Your task: Each line of the material below that holds the word "derived" needs to be copied.

|---|

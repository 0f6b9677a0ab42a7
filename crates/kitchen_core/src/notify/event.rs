//! Change events emitted by mutation services.

use crate::model::record::{Domain, RecordId};
use serde::Serialize;

#[derive(Debug, Clone, Copy, PartialEq, Eq, Serialize)]
#[serde(rename_all = "snake_case")]
pub enum ChangeKind {
    Added,
    Removed,
}

/// Severity hint for user-facing toasts.
#[derive(Debug, Clone, Copy, PartialEq, Eq, Serialize)]
#[serde(rename_all = "snake_case")]
pub enum NotificationLevel {
    Success,
    Info,
}

/// One completed store mutation.
#[derive(Debug, Clone, PartialEq, Eq, Serialize)]
pub struct ChangeEvent {
    pub domain: Domain,
    pub kind: ChangeKind,
    pub id: RecordId,
    pub level: NotificationLevel,
    /// Short user-facing message.
    pub message: &'static str,
}

impl ChangeEvent {
    pub fn added(domain: Domain, id: RecordId) -> Self {
        Self {
            domain,
            kind: ChangeKind::Added,
            id,
            level: NotificationLevel::Success,
            message: added_message(domain),
        }
    }

    pub fn removed(domain: Domain, id: RecordId) -> Self {
        Self {
            domain,
            kind: ChangeKind::Removed,
            id,
            level: NotificationLevel::Info,
            message: removed_message(domain),
        }
    }
}

fn added_message(domain: Domain) -> &'static str {
    match domain {
        Domain::Inventory => "Item added to inventory!",
        Domain::MealPlan => "Meal added to plan!",
        Domain::Recipes => "Recipe added!",
    }
}

fn removed_message(domain: Domain) -> &'static str {
    match domain {
        Domain::Inventory => "Item removed from inventory",
        Domain::MealPlan => "Meal removed from plan",
        Domain::Recipes => "Recipe removed",
    }
}
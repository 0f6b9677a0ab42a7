//! CLI smoke entry point.
//!
//! # Responsibility
//! - Build the demo kitchen and print each derived view.
//! - Accept an optional `YYYY-MM-DD` reference date so output is reproducible.

use chrono::NaiveDate;
use kitchen_core::{
    ingredient_preview, Clock, FixedClock, Kitchen, KitchenSeed, SystemClock, ALL_CATEGORIES,
};
use std::process::ExitCode;
use std::sync::Arc;

fn main() -> ExitCode {
    let clock: Arc<dyn Clock> = match std::env::args().nth(1) {
        Some(raw) => match NaiveDate::parse_from_str(raw.trim(), "%Y-%m-%d") {
            Ok(date) => Arc::new(FixedClock::on(date)),
            Err(_) => {
                eprintln!("expected reference date as YYYY-MM-DD, got `{raw}`");
                return ExitCode::FAILURE;
            }
        },
        None => Arc::new(SystemClock),
    };

    let kitchen = match Kitchen::builder()
        .clock(clock)
        .seed(KitchenSeed::demo())
        .build()
    {
        Ok(kitchen) => kitchen,
        Err(err) => {
            eprintln!("failed to build demo kitchen: {err}");
            return ExitCode::FAILURE;
        }
    };

    println!("kitchen_core version={}", kitchen_core::core_version());
    println!("reference date={}", kitchen.today());

    println!("\n[inventory]");
    for entry in kitchen.inventory.freshness("") {
        println!(
            "  {:<10} {:<11} qty={:<3} expires={} ({}, {} days)",
            entry.item.name,
            entry.item.category,
            entry.item.quantity,
            entry.item.expiry_date,
            entry.status.label(),
            entry.days_left
        );
    }
    let summary = kitchen.inventory.expiry_summary();
    println!(
        "  expired={} expiring_soon={} fresh={}",
        summary.expired, summary.expiring_soon, summary.fresh
    );

    println!("\n[recipes]");
    for recipe in kitchen.recipes.browse(ALL_CATEGORIES, "") {
        println!(
            "  {:<20} {:<9} {:<7} {}",
            recipe.title,
            recipe.category,
            recipe.difficulty.as_str(),
            ingredient_preview(&recipe, 3)
        );
    }

    println!("\n[suggestions]");
    for suggestion in kitchen.suggest_recipes() {
        println!(
            "  {:<20} have={} missing={}",
            suggestion.recipe.title,
            suggestion.matched.join(", "),
            suggestion.missing.len()
        );
    }

    println!("\n[meal plan]");
    for (day, meals) in kitchen.meal_plan.week() {
        if meals.is_empty() {
            println!("  {:<9} no meals planned", day.as_str());
            continue;
        }
        for meal in meals {
            println!(
                "  {:<9} {:<9} {}",
                day.as_str(),
                meal.meal_type.as_str(),
                meal.recipe
            );
        }
    }

    ExitCode::SUCCESS
}

//! Freshness classification for perishable items.
//!
//! # Invariants
//! - Day differences use calendar dates only; time of day never shifts a result.
//! - The "expiring soon" window is inclusive at its upper bound.

use crate::config::KitchenConfig;
use crate::model::inventory::InventoryItem;
use chrono::NaiveDate;
use serde::Serialize;

const DATE_FORMAT: &str = "%Y-%m-%d";
const DEFAULT_EXPIRING_SOON_DAYS: i64 = 3;

#[derive(Debug, Clone, Copy, PartialEq, Eq, Hash, Serialize)]
pub enum ExpiryStatus {
    Expired,
    ExpiringSoon,
    Fresh,
    /// Expiry date could not be read.
    Invalid,
}

impl ExpiryStatus {
    /// Display label.
    pub fn label(self) -> &'static str {
        match self {
            Self::Expired => "Expired",
            Self::ExpiringSoon => "Expiring Soon",
            Self::Fresh => "Fresh",
            Self::Invalid => "Invalid",
        }
    }

    /// Whether an item in this state can still be cooked with.
    pub fn is_usable(self) -> bool {
        matches!(self, Self::ExpiringSoon | Self::Fresh)
    }
}

/// Threshold set used to classify expiry dates.
#[derive(Debug, Clone, Copy, PartialEq, Eq)]
pub struct ExpiryPolicy {
    pub expiring_soon_days: i64,
}

impl Default for ExpiryPolicy {
    fn default() -> Self {
        Self {
            expiring_soon_days: DEFAULT_EXPIRING_SOON_DAYS,
        }
    }
}

impl From<&KitchenConfig> for ExpiryPolicy {
    fn from(config: &KitchenConfig) -> Self {
        Self {
            expiring_soon_days: config.expiring_soon_days,
        }
    }
}

impl ExpiryPolicy {
    pub fn classify(self, expiry_date: NaiveDate, reference_date: NaiveDate) -> ExpiryStatus {
        let diff_days = days_until(expiry_date, reference_date);
        if diff_days < 0 {
            ExpiryStatus::Expired
        } else if diff_days <= self.expiring_soon_days {
            ExpiryStatus::ExpiringSoon
        } else {
            ExpiryStatus::Fresh
        }
    }

    /// Classifies a raw `YYYY-MM-DD` string; malformed input yields `Invalid`.
    pub fn classify_str(self, raw: &str, reference_date: NaiveDate) -> ExpiryStatus {
        match NaiveDate::parse_from_str(raw.trim(), DATE_FORMAT) {
            Ok(date) => self.classify(date, reference_date),
            Err(_) => ExpiryStatus::Invalid,
        }
    }
}

/// Whole calendar days from `reference_date` to `expiry_date`; negative when past.
pub fn days_until(expiry_date: NaiveDate, reference_date: NaiveDate) -> i64 {
    expiry_date.signed_duration_since(reference_date).num_days()
}

/// Classifies `item` with the default three-day window.
pub fn expiry_status(item: &InventoryItem, reference_date: NaiveDate) -> ExpiryStatus {
    ExpiryPolicy::default().classify(item.expiry_date, reference_date)
}

/// Classifies raw date text with the default window.
pub fn expiry_status_from_str(raw: &str, reference_date: NaiveDate) -> ExpiryStatus {
    ExpiryPolicy::default().classify_str(raw, reference_date)
}

/// Item paired with its computed status.
#[derive(Debug, Clone, PartialEq, Eq, Serialize)]
pub struct ItemFreshness {
    pub item: InventoryItem,
    pub status: ExpiryStatus,
    pub days_left: i64,
}

/// Annotates every item with its status, preserving order.
pub fn annotate(
    snapshot: &[InventoryItem],
    reference_date: NaiveDate,
    policy: ExpiryPolicy,
) -> Vec<ItemFreshness> {
    snapshot
        .iter()
        .map(|item| ItemFreshness {
            item: item.clone(),
            status: policy.classify(item.expiry_date, reference_date),
            days_left: days_until(item.expiry_date, reference_date),
        })
        .collect()
}

/// Per-status item counts.
#[derive(Debug, Clone, Copy, Default, PartialEq, Eq, Serialize)]
pub struct ExpirySummary {
    pub expired: usize,
    pub expiring_soon: usize,
    pub fresh: usize,
}

pub fn expiry_summary(
    snapshot: &[InventoryItem],
    reference_date: NaiveDate,
    policy: ExpiryPolicy,
) -> ExpirySummary {
    let mut summary = ExpirySummary::default();
    for item in snapshot {
        match policy.classify(item.expiry_date, reference_date) {
            ExpiryStatus::Expired => summary.expired += 1,
            ExpiryStatus::ExpiringSoon => summary.expiring_soon += 1,
            ExpiryStatus::Fresh => summary.fresh += 1,
            ExpiryStatus::Invalid => {}
        }
    }
    summary
}
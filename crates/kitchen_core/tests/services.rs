use chrono::NaiveDate;
use kitchen_core::{
    ChangeEvent, ChangeKind, Clock, ConfigError, Domain, ExpiryStatus, FixedClock, IdGenerator,
    InventoryItem, ItemDraft, Kitchen, KitchenConfig, KitchenError, KitchenSeed, MealDraft,
    MealType, NotificationLevel, RecordId, SequentialIdGenerator, ServiceError, StoreError,
    ValidationError, Weekday,
};
use std::cell::RefCell;
use std::rc::Rc;
use std::sync::Arc;

fn date(y: i32, m: u32, d: u32) -> NaiveDate {
    NaiveDate::from_ymd_opt(y, m, d).unwrap()
}

fn kitchen_on(today: NaiveDate) -> Kitchen {
    Kitchen::builder()
        .clock(Arc::new(FixedClock::on(today)))
        .inventory_ids(Box::new(SequentialIdGenerator::new("item")))
        .meal_ids(Box::new(SequentialIdGenerator::new("meal")))
        .build()
        .unwrap()
}

fn stock(kitchen: &mut Kitchen, name: &str) -> InventoryItem {
    kitchen.inventory.add_item(ItemDraft::named(name)).unwrap()
}

fn recorder() -> (Rc<RefCell<Vec<ChangeEvent>>>, impl Fn(&ChangeEvent) + 'static) {
    let events = Rc::new(RefCell::new(Vec::new()));
    let sink = Rc::clone(&events);
    (events, move |event: &ChangeEvent| sink.borrow_mut().push(event.clone()))
}

/// Always hands out the same id, to force a store collision.
struct StuckIds;

impl IdGenerator for StuckIds {
    fn next_id(&mut self, _clock: &dyn Clock) -> RecordId {
        RecordId::from("same")
    }
}

#[test]
fn add_item_applies_defaults_and_notifies_success() {
    let mut kitchen = kitchen_on(date(2024, 2, 10));
    let (events, callback) = recorder();
    kitchen.inventory.subscribe(callback);

    let item = stock(&mut kitchen, "Milk");

    assert_eq!(item.id, RecordId::from("item-1"));
    assert_eq!(item.category, "Other");
    assert_eq!(item.quantity, 1);
    assert_eq!(item.added_date, date(2024, 2, 10));
    assert_eq!(kitchen.inventory.all(), vec![item.clone()]);

    let events = events.borrow();
    assert_eq!(events.len(), 1);
    assert_eq!(events[0].kind, ChangeKind::Added);
    assert_eq!(events[0].level, NotificationLevel::Success);
    assert_eq!(events[0].domain, Domain::Inventory);
    assert_eq!(events[0].id, item.id);
    assert_eq!(events[0].message, "Item added to inventory!");
}

#[test]
fn negative_quantity_is_rejected_without_side_effects() {
    let mut kitchen = kitchen_on(date(2024, 2, 10));
    stock(&mut kitchen, "Rice");
    let (events, callback) = recorder();
    kitchen.inventory.subscribe(callback);
    let before = kitchen.inventory.all();

    let err = kitchen
        .inventory
        .add_item(ItemDraft::named("Milk").quantity(-1))
        .unwrap_err();

    assert_eq!(err, ServiceError::Validation(ValidationError::NegativeQuantity(-1)));
    assert_eq!(kitchen.inventory.all(), before);
    assert!(events.borrow().is_empty());
}

#[test]
fn duplicate_generated_id_surfaces_store_error() {
    let mut kitchen = Kitchen::builder()
        .clock(Arc::new(FixedClock::on(date(2024, 2, 10))))
        .inventory_ids(Box::new(StuckIds))
        .build()
        .unwrap();
    stock(&mut kitchen, "Rice");
    let (events, callback) = recorder();
    kitchen.inventory.subscribe(callback);

    let err = kitchen
        .inventory
        .add_item(ItemDraft::named("Beans"))
        .unwrap_err();

    assert_eq!(err, ServiceError::Store(StoreError::DuplicateId(RecordId::from("same"))));
    assert_eq!(kitchen.inventory.len(), 1);
    assert!(events.borrow().is_empty());
}

#[test]
fn delete_is_idempotent_and_always_notifies_info() {
    let mut kitchen = kitchen_on(date(2024, 2, 10));
    let item = stock(&mut kitchen, "Milk");
    let (events, callback) = recorder();
    kitchen.inventory.subscribe(callback);

    assert!(kitchen.inventory.delete_item(&item.id));
    assert!(!kitchen.inventory.delete_item(&item.id));
    assert!(kitchen.inventory.is_empty());

    let events = events.borrow();
    assert_eq!(events.len(), 2);
    for event in events.iter() {
        assert_eq!(event.kind, ChangeKind::Removed);
        assert_eq!(event.level, NotificationLevel::Info);
    }
    assert_eq!(events[0].message, "Item removed from inventory");
}

#[test]
fn fan_out_reaches_subscribers_in_order_and_skips_unsubscribed() {
    let mut kitchen = kitchen_on(date(2024, 2, 10));
    let log = Rc::new(RefCell::new(Vec::new()));

    let first = Rc::clone(&log);
    kitchen
        .meal_plan
        .subscribe(move |_| first.borrow_mut().push("first"));
    let second = Rc::clone(&log);
    kitchen
        .meal_plan
        .subscribe(move |_| second.borrow_mut().push("second"));
    let gone = Rc::clone(&log);
    let token = kitchen
        .meal_plan
        .subscribe(move |_| gone.borrow_mut().push("gone"));
    assert!(kitchen.meal_plan.unsubscribe(token));

    kitchen
        .meal_plan
        .add_meal(MealDraft::new(Weekday::Monday, MealType::Dinner, "Soup"))
        .unwrap();

    assert_eq!(*log.borrow(), vec!["first", "second"]);
}

#[test]
fn panicking_observer_does_not_block_later_observers() {
    let mut kitchen = kitchen_on(date(2024, 2, 10));
    let reached = Rc::new(RefCell::new(0));
    kitchen.meal_plan.subscribe(|_| panic!("view crashed"));
    let counter = Rc::clone(&reached);
    kitchen
        .meal_plan
        .subscribe(move |_| *counter.borrow_mut() += 1);

    kitchen
        .meal_plan
        .add_meal(MealDraft::new(Weekday::Sunday, MealType::Snacks, "Popcorn"))
        .unwrap();

    assert_eq!(*reached.borrow(), 1);
    assert_eq!(kitchen.meal_plan.len(), 1);
}

#[test]
fn item_without_name_is_rejected_not_defaulted() {
    let mut kitchen = kitchen_on(date(2024, 2, 10));
    for draft in [ItemDraft::default(), ItemDraft::named("   ")] {
        let err = kitchen.inventory.add_item(draft).unwrap_err();
        assert_eq!(err, ServiceError::Validation(ValidationError::MissingField("name")));
    }
    assert!(kitchen.inventory.is_empty());
}

#[test]
fn meal_without_day_or_type_is_rejected() {
    let mut kitchen = kitchen_on(date(2024, 2, 10));
    let err = kitchen
        .meal_plan
        .add_meal(MealDraft {
            recipe: Some("Soup".to_string()),
            ..MealDraft::default()
        })
        .unwrap_err();
    assert_eq!(err, ServiceError::Validation(ValidationError::MissingField("day")));
    assert!(kitchen.meal_plan.is_empty());
}

#[test]
fn week_view_tracks_adds_and_deletes() {
    let mut kitchen = kitchen_on(date(2024, 2, 10));
    let dinner = kitchen
        .meal_plan
        .add_meal(MealDraft::new(Weekday::Monday, MealType::Dinner, "Tomato Pasta"))
        .unwrap();
    kitchen
        .meal_plan
        .add_meal(MealDraft::new(Weekday::Monday, MealType::Dinner, "Side Salad"))
        .unwrap();

    let week = kitchen.meal_plan.week();
    assert_eq!(week.len(), 7);
    assert_eq!(week[&Weekday::Monday].len(), 2);
    assert_eq!(
        kitchen
            .meal_plan
            .meals_for_slot(Weekday::Monday, MealType::Dinner)
            .len(),
        2
    );

    kitchen.meal_plan.delete_meal(&dinner.id);
    let monday = kitchen.meal_plan.meals_for_day(Weekday::Monday);
    assert_eq!(monday.len(), 1);
    assert_eq!(monday[0].recipe, "Side Salad");
}

#[test]
fn remove_right_after_insert_observes_the_record() {
    let mut kitchen = kitchen_on(date(2024, 2, 10));
    let item = stock(&mut kitchen, "Milk");
    assert_eq!(kitchen.inventory.get(&item.id).unwrap(), item);
    assert!(kitchen.inventory.delete_item(&item.id));
    assert!(kitchen.inventory.get(&item.id).is_err());
}

#[test]
fn freshness_uses_clock_date_and_config_window() {
    let config = KitchenConfig {
        expiring_soon_days: 1,
        ..KitchenConfig::default()
    };
    let mut kitchen = Kitchen::builder()
        .config(config)
        .clock(Arc::new(FixedClock::on(date(2024, 2, 10))))
        .seed(KitchenSeed::default())
        .build()
        .unwrap();
    kitchen
        .inventory
        .add_item(ItemDraft::named("Yogurt").expires_on(date(2024, 2, 12)))
        .unwrap();
    kitchen
        .inventory
        .add_item(ItemDraft::named("Cream").expires_on(date(2024, 2, 11)))
        .unwrap();

    let statuses: Vec<_> = kitchen
        .inventory
        .freshness("")
        .into_iter()
        .map(|entry| (entry.item.name, entry.status, entry.days_left))
        .collect();
    assert_eq!(
        statuses,
        vec![
            ("Yogurt".to_string(), ExpiryStatus::Fresh, 2),
            ("Cream".to_string(), ExpiryStatus::ExpiringSoon, 1),
        ]
    );
    let summary = kitchen.inventory.expiry_summary();
    assert_eq!((summary.expired, summary.expiring_soon, summary.fresh), (0, 1, 1));
}

#[test]
fn demo_kitchen_serves_every_view() {
    let kitchen = Kitchen::builder()
        .clock(Arc::new(FixedClock::on(date(2024, 2, 10))))
        .seed(KitchenSeed::demo())
        .build()
        .unwrap();

    assert_eq!(kitchen.inventory.len(), 3);
    assert_eq!(kitchen.recipes.len(), 3);
    assert_eq!(kitchen.meal_plan.len(), 2);
    assert_eq!(kitchen.inventory.search("veg").len(), 1);
    assert_eq!(kitchen.recipes.browse("Breakfast", "").len(), 1);
    assert_eq!(kitchen.suggest_recipes().len(), 2);

    let summary = kitchen.inventory.expiry_summary();
    assert_eq!((summary.expired, summary.expiring_soon, summary.fresh), (1, 1, 1));
}

#[test]
fn builder_rejects_config_that_fails_validation() {
    let blank_category = KitchenConfig {
        default_category: String::new(),
        ..KitchenConfig::default()
    };
    let err = Kitchen::builder()
        .config(blank_category)
        .build()
        .err()
        .unwrap();
    assert!(matches!(err, KitchenError::Config(ConfigError::Invalid(_))));
    assert!(err.to_string().contains("default_category"));

    let negative_window = KitchenConfig {
        expiring_soon_days: -5,
        ..KitchenConfig::default()
    };
    let err = Kitchen::builder()
        .config(negative_window)
        .build()
        .err()
        .unwrap();
    assert!(matches!(err, KitchenError::Config(ConfigError::Invalid(_))));
}

#[test]
fn builder_reports_duplicate_seed_ids() {
    let mut seed = KitchenSeed::demo();
    seed.meal_plan.push(seed.meal_plan[0].clone());
    let err = Kitchen::builder().seed(seed).build().err().unwrap();
    assert!(matches!(err, KitchenError::Store(StoreError::DuplicateId(_))));
}
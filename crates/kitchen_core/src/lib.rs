//! Core domain logic for the kitchen assistant.
//! Inventory, recipe and meal-plan state lives here; display layers only read
//! derived views and write through the services.

pub mod clock;
pub mod config;
pub mod derive;
pub mod kitchen;
pub mod logging;
pub mod model;
pub mod notify;
pub mod seed;
pub mod service;
pub mod store;

pub use clock::{Clock, FixedClock, SystemClock};
pub use config::{ConfigError, KitchenConfig};
pub use derive::expiry::{
    days_until, expiry_status, expiry_status_from_str, ExpiryPolicy, ExpiryStatus, ExpirySummary,
    ItemFreshness,
};
pub use derive::filter::filter_by_category;
pub use derive::recipes::{ingredient_preview, suggest_recipes, RecipeSuggestion};
pub use derive::schedule::{group_by_day, meals_for_day, meals_for_slot};
pub use derive::search::{search, search_by, Searchable};
pub use kitchen::{Kitchen, KitchenBuilder, KitchenError, KitchenResult, KitchenSeed};
pub use logging::{default_log_level, init_logging, logging_status, LogLevel, LoggingError};
pub use model::inventory::{InventoryItem, ItemDraft};
pub use model::meal::{MealDraft, MealEntry, MealType, Weekday};
pub use model::recipe::{Difficulty, Recipe, ALL_CATEGORIES, RECIPE_CATEGORIES};
pub use model::record::{Domain, Record, RecordId};
pub use model::validation::ValidationError;
pub use notify::event::{ChangeEvent, ChangeKind, NotificationLevel};
pub use notify::notifier::{Notifier, SubscriptionId};
pub use service::collection_service::{ServiceError, ServiceResult};
pub use service::id_policy::{IdGenerator, SequentialIdGenerator, TimeIdGenerator, UuidIdGenerator};
pub use service::inventory_service::InventoryService;
pub use service::meal_plan_service::MealPlanService;
pub use service::recipe_catalog::RecipeCatalog;
pub use store::entity_store::{EntityStore, StoreError, StoreResult};
pub use store::memory::MemoryStore;

/// Returns the core crate version.
pub fn core_version() -> &'static str {
    env!("CARGO_PKG_VERSION")
}

#[cfg(test)]
mod tests {
    use super::core_version;

    #[test]
    fn version_is_not_empty() {
        assert!(!core_version().is_empty());
    }
}
//! Case-insensitive substring search.

use crate::model::inventory::InventoryItem;
use crate::model::meal::MealEntry;
use crate::model::recipe::Recipe;

/// Records with a default set of searchable text fields.
pub trait Searchable {
    fn search_fields(&self) -> Vec<&str>;
}

impl Searchable for InventoryItem {
    fn search_fields(&self) -> Vec<&str> {
        vec![self.name.as_str(), self.category.as_str()]
    }
}

impl Searchable for Recipe {
    fn search_fields(&self) -> Vec<&str> {
        vec![self.title.as_str(), self.description.as_str()]
    }
}

impl Searchable for MealEntry {
    fn search_fields(&self) -> Vec<&str> {
        vec![self.recipe.as_str(), self.notes.as_str()]
    }
}

/// Filters `snapshot` by `query` against each record's default fields.
///
/// An empty query returns every record unchanged.
pub fn search<T>(snapshot: &[T], query: &str) -> Vec<T>
where
    T: Searchable + Clone,
{
    search_by(snapshot, query, T::search_fields)
}

/// Filters `snapshot` by `query` against the fields selected by `fields`.
pub fn search_by<T, F>(snapshot: &[T], query: &str, fields: F) -> Vec<T>
where
    T: Clone,
    F: Fn(&T) -> Vec<&str>,
{
    if query.is_empty() {
        return snapshot.to_vec();
    }
    let needle = query.to_lowercase();
    snapshot
        .iter()
        .filter(|record| {
            fields(record)
                .into_iter()
                .any(|field| field.to_lowercase().contains(needle.as_str()))
        })
        .cloned()
        .collect()
}
use kitchen_core::{ConfigError, KitchenConfig};

#[test]
fn empty_object_yields_defaults() {
    let config = KitchenConfig::from_json_str("{}").unwrap();
    assert_eq!(config, KitchenConfig::default());
    assert_eq!(config.default_category, "Other");
    assert_eq!(config.default_quantity, 1);
    assert_eq!(config.expiring_soon_days, 3);
}

#[test]
fn partial_override_keeps_other_defaults() {
    let config =
        KitchenConfig::from_json_str(r#"{"default_category": "Pantry", "expiring_soon_days": 5}"#)
            .unwrap();
    assert_eq!(config.default_category, "Pantry");
    assert_eq!(config.expiring_soon_days, 5);
    assert_eq!(config.default_shelf_life_days, 7);
}

#[test]
fn unknown_field_is_a_parse_error() {
    let err = KitchenConfig::from_json_str(r#"{"expiring_days": 5}"#).unwrap_err();
    assert!(matches!(err, ConfigError::Parse(_)), "unexpected error: {err}");
}

#[test]
fn negative_window_and_blank_category_are_invalid() {
    let negative = KitchenConfig::from_json_str(r#"{"expiring_soon_days": -1}"#).unwrap_err();
    assert!(matches!(negative, ConfigError::Invalid(_)));

    let blank = KitchenConfig::from_json_str(r#"{"default_category": "  "}"#).unwrap_err();
    assert!(blank.to_string().contains("default_category"));
}

#[test]
fn unknown_log_level_is_invalid() {
    let err = KitchenConfig::from_json_str(r#"{"log_level": "verbose"}"#).unwrap_err();
    assert!(matches!(err, ConfigError::Invalid(_)), "unexpected error: {err}");
    assert!(err.to_string().contains("log_level"));

    let config = KitchenConfig::from_json_str(r#"{"log_level": "WARNING"}"#).unwrap();
    assert!(config.validate().is_ok());
}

|---|

Answer space:
//! - Build the demo kitchen and print each derived view.
//! derived views and write through the services.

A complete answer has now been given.